One of the main contributions of Carl Jung to psychology, and to philosophy (to me both are indivisible, since one conditions the other), is the collective unconscious and its archetypes. Regardless of what God means for each of us, we are all born with an archetypical idea of what a god is. It’s not a concise idea, it is almost an intuitive concept. We may believe in the existence of a god or not (and for the record I do believe in the existence of a god), but we all have a general understanding of what a god is. The archetype of God is real, regardless of whether we then believe in God or not. And beyond that, for all individuals who believe in the existence of God, and for some who do not, the idea of God, of the existence of God, has a tangible effect on their behaviour, on their lives and, by extension, on the world that surrounds them. Even from a purely pragmatic point of view, how could we deny the existence of a reality that produces a specific, almost measurable, effect?

Far from my intention to start an argument about the existence of God and please forgive me if I insulted anybody with my approach to such a sensitive matter. The point I’m trying to make is that God does exist, at the very minimum as a psychological reality. Each of us has then to decide or rather find what truth we believe in. We all follow our own unique path, make our own choices, but the archetype of God is psychologically imprinted in all of us from the start.

The other day I was thinking that if I admit a psychological reality as real, any psychological reality, then I would have to revisit my beliefs about the zodiac. If someone is born under the influence of, say, Gemini, one would show this and that trait in their personality. Personally, I find this hard to believe. But… if someone truly believes that the zodiac sign does have an influence on their personality and reads about it and starts finding specific traits in themselves that confirm what they read (while disregarding other traits that do not confirm it), if this attitude reinforces their behaviour in that direction… could we not argue that the zodiac sign under which they were born has, in the end, shaped their personality? The fact that they believed in it, has it not had a specific effect on their lives, on their behaviour?

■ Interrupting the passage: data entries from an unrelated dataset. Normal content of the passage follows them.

//! Grok expression compiler.
//!
//! References `%{NAME}` and `%{NAME:ALIAS}` are expanded against a
//! [`PatternLibrary`] until a full round performs no substitution:
//!
//! - `%{NAME}` becomes `(fragment)`
//! - `%{NAME:ALIAS}` becomes `(?<ALIAS>fragment)`
//!
//! Every occurrence of a token is replaced at once, and fragments may
//! reference other patterns to any depth. The library must be acyclic; a
//! cycle keeps the expansion growing forever.
//!
//! References whose name is not in the library stay in the expression as
//! literal text. Since `{` is a repetition operator for the regex engine,
//! those leftover tokens are escaped before compilation so they still match
//! the literal `%{...}` characters.

use std::sync::LazyLock;

use regex::{Captures, Regex};
use tracing::debug;

use crate::config::keys;
use crate::error::LogPipelineError;

use super::loader::PatternLibrary;

/// `%{NAME}` or `%{NAME:ALIAS}`
static REFERENCE_PATTERN: LazyLock<Regex> = LazyLock::new(|| {
    Regex::new(r"%\{(\w+)(:(\w+))?\}").expect("reference grammar is a valid regex")
});

/// A grok definition compiled into a single matcher.
#[derive(Debug, Clone)]
pub struct CompiledPattern {
    definition: String,
    expression: String,
    pub(super) regex: Regex,
}

impl CompiledPattern {
    /// The definition this pattern was compiled from.
    pub fn definition(&self) -> &str {
        &self.definition
    }

    /// The fully expanded regular expression.
    pub fn expression(&self) -> &str {
        &self.expression
    }

    /// Named capture groups, in the order the matcher numbers them.
    pub fn field_names(&self) -> Vec<&str> {
        self.regex.capture_names().flatten().collect()
    }

    pub fn is_match(&self, input: &str) -> bool {
        self.regex.is_match(input)
    }
}

/// Expands grok definitions into compiled patterns.
pub struct GrokCompiler;

impl GrokCompiler {
    /// Expands and compiles `definition`.
    ///
    /// # Errors
    /// - [`LogPipelineError::Config`] for an empty definition
    /// - [`LogPipelineError::PatternSyntax`] when the expanded expression is not
    ///   a valid regular expression
    ///
    /// Every alias must be unique within the definition, even across
    /// alternation branches: `(?:%{IPV4:ip}|%{IPV6:ip})` fails with
    /// [`LogPipelineError::PatternSyntax`]. Logstash grok accepts such
    /// definitions and reports the first branch that matched; here each
    /// branch needs its own alias (`ipv4`, `ipv6`).
    pub fn compile(
        definition: &str,
        library: &PatternLibrary,
    ) -> Result<CompiledPattern, LogPipelineError> {
        if definition.is_empty() {
            return Err(LogPipelineError::config(
                keys::FILE_RECORD_MAPPING,
                "record mapping definition must not be empty",
            ));
        }

        let expanded = Self::expand(definition, library);
        let expression = escape_unresolved(&expanded);
        debug!(
            definition,
            expression = expression.as_str(),
            "expanded record mapping"
        );

        let regex = Regex::new(&expression).map_err(|e| LogPipelineError::PatternSyntax {
            expression: expression.clone(),
            reason: e.to_string(),
        })?;

        Ok(CompiledPattern {
            definition: definition.to_owned(),
            expression,
            regex,
        })
    }

    /// Expands references to a fixed point without compiling.
    ///
    /// Unresolved references are returned verbatim. The library must be
    /// acyclic: a self-referencing pattern never reaches a fixed point.
    pub fn expand(definition: &str, library: &PatternLibrary) -> String {
        let mut current = definition.to_owned();
        loop {
            let mut expanded = current.clone();
            for caps in REFERENCE_PATTERN.captures_iter(&current) {
                let Some(fragment) = library.get(&caps[1]) else {
                    continue;
                };
                let replacement = match caps.get(3) {
                    Some(alias) => format!("(?<{}>{fragment})", alias.as_str()),
                    None => format!("({fragment})"),
                };
                expanded = expanded.replace(&caps[0], &replacement);
            }

            if expanded == current {
                return current;
            }
            current = expanded;
        }
    }
}

fn escape_unresolved(expression: &str) -> String {
    REFERENCE_PATTERN
        .replace_all(expression, |caps: &Captures<'_>| regex::escape(&caps[0]))
        .into_owned()
}

#[cfg(test)]
mod tests {
    use super::*;

    fn library() -> PatternLibrary {
        PatternLibrary::new()
            .with_patterns([
                ("LOGLEVEL", "INFO|WARN|ERROR"),
                ("GREEDYDATA", ".*"),
                ("INT", "[0-9]+"),
                ("PAIR", "%{INT:left}-%{INT}"),
            ])
            .unwrap()
    }

    #[test]
    fn aliased_reference_becomes_named_group() {
        let expanded = GrokCompiler::expand("%{LOGLEVEL:level}", &library());
        assert_eq!(expanded, "(?<level>INFO|WARN|ERROR)");
    }

    #[test]
    fn plain_reference_becomes_unnamed_group() {
        let expanded = GrokCompiler::expand("%{INT} items", &library());
        assert_eq!(expanded, "([0-9]+) items");
    }

    #[test]
    fn nested_references_expand_to_fixed_point() {
        let expanded = GrokCompiler::expand("%{PAIR:range}", &library());
        assert_eq!(expanded, "(?<range>(?<left>[0-9]+)-([0-9]+))");
    }

    #[test]
    fn all_occurrences_of_a_token_are_replaced() {
        let expanded = GrokCompiler::expand("%{INT}/%{INT}", &library());
        assert_eq!(expanded, "([0-9]+)/([0-9]+)");
    }

    #[test]
    fn unresolved_reference_is_left_verbatim() {
        let expanded = GrokCompiler::expand("%{MISSING:x} %{INT}", &library());
        assert_eq!(expanded, "%{MISSING:x} ([0-9]+)");
    }

    #[test]
    fn compile_escapes_unresolved_reference() {
        let pattern = GrokCompiler::compile("%{MISSING} done", &library()).unwrap();
        assert_eq!(pattern.expression(), r"%\{MISSING\} done");
        assert!(pattern.is_match("log %{MISSING} done"));
        assert!(!pattern.is_match("log anything done"));
    }

    #[test]
    fn compile_reports_field_names() {
        let pattern = GrokCompiler::compile(
            "%{LOGLEVEL:logLevel} %{GREEDYDATA:actualLoggingMessage}",
            &library(),
        )
        .unwrap();
        assert_eq!(pattern.field_names(), vec!["logLevel", "actualLoggingMessage"]);
        assert_eq!(
            pattern.definition(),
            "%{LOGLEVEL:logLevel} %{GREEDYDATA:actualLoggingMessage}"
        );
    }

    #[test]
    fn compile_rejects_empty_definition() {
        let err = GrokCompiler::compile("", &library()).unwrap_err();
        assert!(err.to_string().contains(keys::FILE_RECORD_MAPPING));
    }

    #[test]
    fn compile_rejects_invalid_expression() {
        let library = PatternLibrary::new().with_pattern("BROKEN", "[a-").unwrap();
        let err = GrokCompiler::compile("%{BROKEN:x}", &library).unwrap_err();
        assert!(matches!(err, LogPipelineError::PatternSyntax { .. }));
    }

    #[test]
    fn compile_rejects_duplicate_alias() {
        let err = GrokCompiler::compile("%{INT:n} %{LOGLEVEL:n}", &library()).unwrap_err();
        assert!(matches!(err, LogPipelineError::PatternSyntax { .. }));
    }

    #[test]
    fn compile_rejects_alias_repeated_across_alternation() {
        let err = GrokCompiler::compile(
            "(?:%{IPV4:ip}|%{IPV6:ip})",
            &PatternLibrary::builtin(),
        )
        .unwrap_err();
        assert!(matches!(err, LogPipelineError::PatternSyntax { .. }));

        let pattern = GrokCompiler::compile(
            "(?:%{IPV4:ipv4}|%{IPV6:ipv6})",
            &PatternLibrary::builtin(),
        )
        .unwrap();
        assert!(pattern.is_match("10.0.0.1"));
    }

    #[test]
    fn definition_without_references_is_a_plain_regex() {
        let pattern = GrokCompiler::compile("DOES NOT WORK", &library()).unwrap();
        assert!(pattern.field_names().is_empty());
        assert!(!pattern.is_match("INFO my test message"));
    }

    #[test]
    fn builtin_library_compiles_apache_log() {
        let pattern =
            GrokCompiler::compile("%{COMBINEDAPACHELOG}", &PatternLibrary::builtin()).unwrap();
        let names = pattern.field_names();
        assert!(names.contains(&"clientip"));
        assert!(names.contains(&"agent"));
    }
}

Of course it is happening inside your head, Harry, but why on earth should that mean that it is not real?

J.K. Rowling, Harry Potter and the Deathly Hallows.

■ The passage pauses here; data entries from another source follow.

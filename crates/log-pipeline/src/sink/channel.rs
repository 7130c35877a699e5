//! Bounded in-memory event channel.

use std::collections::VecDeque;
use std::sync::{Mutex, MutexGuard, PoisonError};

use tailgrok_core::event::LogEvent;
use tracing::{info, warn};

use super::{EventChannel, EventSink, Lifecycle};
use crate::error::LogPipelineError;

#[derive(Debug, Clone, Copy, PartialEq, Eq)]
enum ChannelState {
    Created,
    Running,
    Stopped,
}

#[derive(Debug)]
struct Inner {
    events: VecDeque<LogEvent>,
    state: ChannelState,
}

/// Bounded FIFO of events.
///
/// Puts are refused once the channel is stopped; takes keep draining what is
/// left.
#[derive(Debug)]
pub struct MemoryChannel {
    inner: Mutex<Inner>,
    capacity: usize,
}

impl MemoryChannel {
    pub fn new(capacity: usize) -> Self {
        Self {
            inner: Mutex::new(Inner {
                events: VecDeque::with_capacity(capacity.min(10_000)),
                state: ChannelState::Created,
            }),
            capacity,
        }
    }

    fn lock(&self) -> MutexGuard<'_, Inner> {
        self.inner.lock().unwrap_or_else(PoisonError::into_inner)
    }

    pub fn len(&self) -> usize {
        self.lock().events.len()
    }

    pub fn is_empty(&self) -> bool {
        self.lock().events.is_empty()
    }

    pub fn capacity(&self) -> usize {
        self.capacity
    }

    pub fn is_running(&self) -> bool {
        self.lock().state == ChannelState::Running
    }

    fn record_size(len: usize) {
        metrics::gauge!(tailgrok_core::metrics::CHANNEL_SIZE).set(len as f64);
    }
}

impl EventChannel for MemoryChannel {
    async fn put(&self, event: LogEvent) -> Result<(), LogPipelineError> {
        let mut inner = self.lock();
        if inner.state == ChannelState::Stopped {
            return Err(LogPipelineError::Channel("channel is stopped".to_owned()));
        }
        if inner.events.len() >= self.capacity {
            return Err(LogPipelineError::Channel(format!(
                "channel full (capacity {})",
                self.capacity
            )));
        }
        inner.events.push_back(event);
        Self::record_size(inner.events.len());
        Ok(())
    }

    async fn take(&self) -> Option<LogEvent> {
        let mut inner = self.lock();
        let event = inner.events.pop_front();
        if event.is_some() {
            Self::record_size(inner.events.len());
        }
        event
    }
}

impl EventSink for MemoryChannel {
    /// Puts the whole batch, or none of it.
    async fn deliver(&self, batch: Vec<LogEvent>) -> Result<(), LogPipelineError> {
        let mut inner = self.lock();
        if inner.state == ChannelState::Stopped {
            return Err(LogPipelineError::Delivery("channel is stopped".to_owned()));
        }
        let free = self.capacity - inner.events.len();
        if batch.len() > free {
            warn!(
                batch = batch.len(),
                free,
                capacity = self.capacity,
                "channel cannot take batch"
            );
            return Err(LogPipelineError::Delivery(format!(
                "batch of {} events does not fit ({free} free of {})",
                batch.len(),
                self.capacity
            )));
        }
        inner.events.extend(batch);
        Self::record_size(inner.events.len());
        Ok(())
    }
}

impl Lifecycle for MemoryChannel {
    async fn start(&self) -> Result<(), LogPipelineError> {
        self.lock().state = ChannelState::Running;
        info!(capacity = self.capacity, "memory channel started");
        Ok(())
    }

    async fn stop(&self) -> Result<(), LogPipelineError> {
        let remaining = {
            let mut inner = self.lock();
            inner.state = ChannelState::Stopped;
            inner.events.len()
        };
        info!(remaining, "memory channel stopped");
        Ok(())
    }

    fn name(&self) -> &str {
        "memory-channel"
    }
}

I’m not trying to compare the existence of God to the influence of the zodiac signs, one can never be too careful, what I’m trying to argue is that psychological realities have effects on our conscious lives and are as real as heart failure. I guess it would be much easier to limit our definition of reality to that confined to the outer world. Everything we can perceive with our senses or conclude with our rational minds is “real” and everything else is unreal, fantasy, an illusion. This is the world we live in, the world of extreme rationalism, of one-sidedness, which has turn reason into yet another religion. This dichotomic view is simple, easy to understand, comfortable. Everything in the outer world is real, everything in the inner world isn’t. Right. But of course, reality won’t wash away just because we deny it. And as we introverts know only too well, the inner world is as real as the outer world, if not more. We can lock it up, down there in the basement and never look at it again. But it won’t disappear. It will wait and wait and wait… until it doesn’t. If we don’t attend it, it will come back one day, claiming the space that belongs to it by nature. Inner life is an inherent part of the human being. It can not be neglected. It can not be denied. It will not let us forget it. It is very real. We may delude ourselves thinking that we have “killed God”, but we can’t. We can make robots who don’t believe in God, who are not programmed to have an inner life. But we can’t make it disappear in us. It is an essential part of ourselves. We might as well stop, turn inside and have a long look at our inner selves.

I was thinking yesterday that if you say something that sounds crazy, illogical, people will try to defend from you, as you become a potential threat to the rule of Reason. That is… unless you sing it. If you sing something illogical, even crazy, you’re an artist.